The Type II anti-CD20 Antibody Obinutuzumab (GA101) is More Effective than Rituximab at Depleting B Cells and Treating Disease in a Murine Lupus Model.

OBJECTIVE Depleting pathogenic B cells could treat SLE. However, depleting B cells in the presence of an inflammatory setting such as lupus is difficult. We hypothesized that a Type II anti-CD20 mAb with a different mechanism-obinutuzumab (GA101)-could be more effective in depletion in lupus and that efficient B cell depletion would result in amelioration of disease. METHODS We treated lupus-prone MRL/lpr mice expressing human CD20 on B cells (hCD20 MRL/lpr) with either rituximab (RTX) or GA101 and measured depletion under various conditions as well as multiple clinical endpoints. RESULTS A single dose of GA101 was markedly more effective than RTX in depleting B cells in diseased MRL/lpr mice.
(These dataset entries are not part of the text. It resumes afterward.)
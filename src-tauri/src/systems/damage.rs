use crate::ecs::components::EntityKind;
use crate::ecs::entity::EntityId;
use crate::ecs::world::World;
use crate::engine::config;
use crate::events::game_events::{CityDamagedEvent, GameEvent};

/// Check newly-created ground-level shockwaves against cities.
/// Applies damage once per shockwave using the damage_applied flag.
pub fn run(world: &mut World, city_ids: &[EntityId], tick: u64) -> Vec<GameEvent> {
    let mut events = Vec::new();

    // Gather shockwaves that haven't applied damage yet and are near ground level
    let ground_shockwaves: Vec<(usize, f32, f32, f32, f32)> = world
        .alive_entities()
        .iter()
        .filter_map(|&idx| {
            let marker = world.markers[idx].as_ref()?;
            if marker.kind != EntityKind::Shockwave {
                return None;
            }
            let sw = world.shockwaves[idx].as_ref()?;
            if sw.damage_applied {
                return None;
            }
            let t = world.transforms[idx].as_ref()?;
            // Only ground-level shockwaves can damage cities
            if t.y > config::GROUND_Y + config::GROUND_IMPACT_DAMAGE_RADIUS {
                return None;
            }
            Some((idx, t.x, t.y, sw.max_radius, sw.force))
        })
        .collect();

    // Gather city data
    let cities: Vec<(usize, u32, f32)> = city_ids
        .iter()
        .enumerate()
        .filter_map(|(city_idx, &eid)| {
            if !world.is_alive(eid) {
                return None;
            }
            let idx = eid.index as usize;
            let t = world.transforms[idx].as_ref()?;
            let h = world.healths[idx].as_ref()?;
            if h.current <= 0.0 {
                return None;
            }
            Some((idx, city_idx as u32, t.x))
        })
        .collect();

    // Check each ground shockwave against each city
    for &(sw_idx, sw_x, sw_y, _max_radius, _force) in &ground_shockwaves {
        let damage_radius = config::GROUND_IMPACT_DAMAGE_RADIUS;

        for &(city_world_idx, city_id, city_x) in &cities {
            let dx = city_x - sw_x;
            let dy = config::GROUND_Y - sw_y;
            let dist = (dx * dx + dy * dy).sqrt();

            if dist < damage_radius {
                // Damage falls off linearly with distance
                let falloff = 1.0 - (dist / damage_radius);
                let damage = config::GROUND_IMPACT_BASE_DAMAGE * falloff;

                if let Some(ref mut health) = world.healths[city_world_idx] {
                    health.current = (health.current - damage).max(0.0);
                    events.push(GameEvent::CityDamaged(CityDamagedEvent {
                        city_id,
                        damage,
                        remaining_health: health.current,
                        tick,
                    }));
                }
            }
        }

        // Mark damage as applied
        if let Some(ref mut sw) = world.shockwaves[sw_idx] {
            sw.damage_applied = true;
        }
    }

    events
}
RTX overcame resistance to B cell depletion in diseased MRL/lpr mice with continuous treatments. GA101 was more effective in treating hCD20 MRL/lpr mice with early disease, as treated mice had reduced glomerulonephritis, lower anti-RNA autoantibody titers and fewer activated CD4 T cells compared to RTX treated mice. GA101 could also treat advanced disease and continual treatment prolonged survival. Using variants of GA101 we also elucidated depletion mechanisms in vivo in mice with lupus. CONCLUSIONS Albeit both anti-CD20 antibodies ameliorated disease in an early disease setting, GA101 was more effective than RTX in important parameters, such as glomerulonephritis score. GA101 proved beneficial in an advanced disease model, where it prolonged survival. These data support clinical testing of GA101 in SLE and lupus nephritis.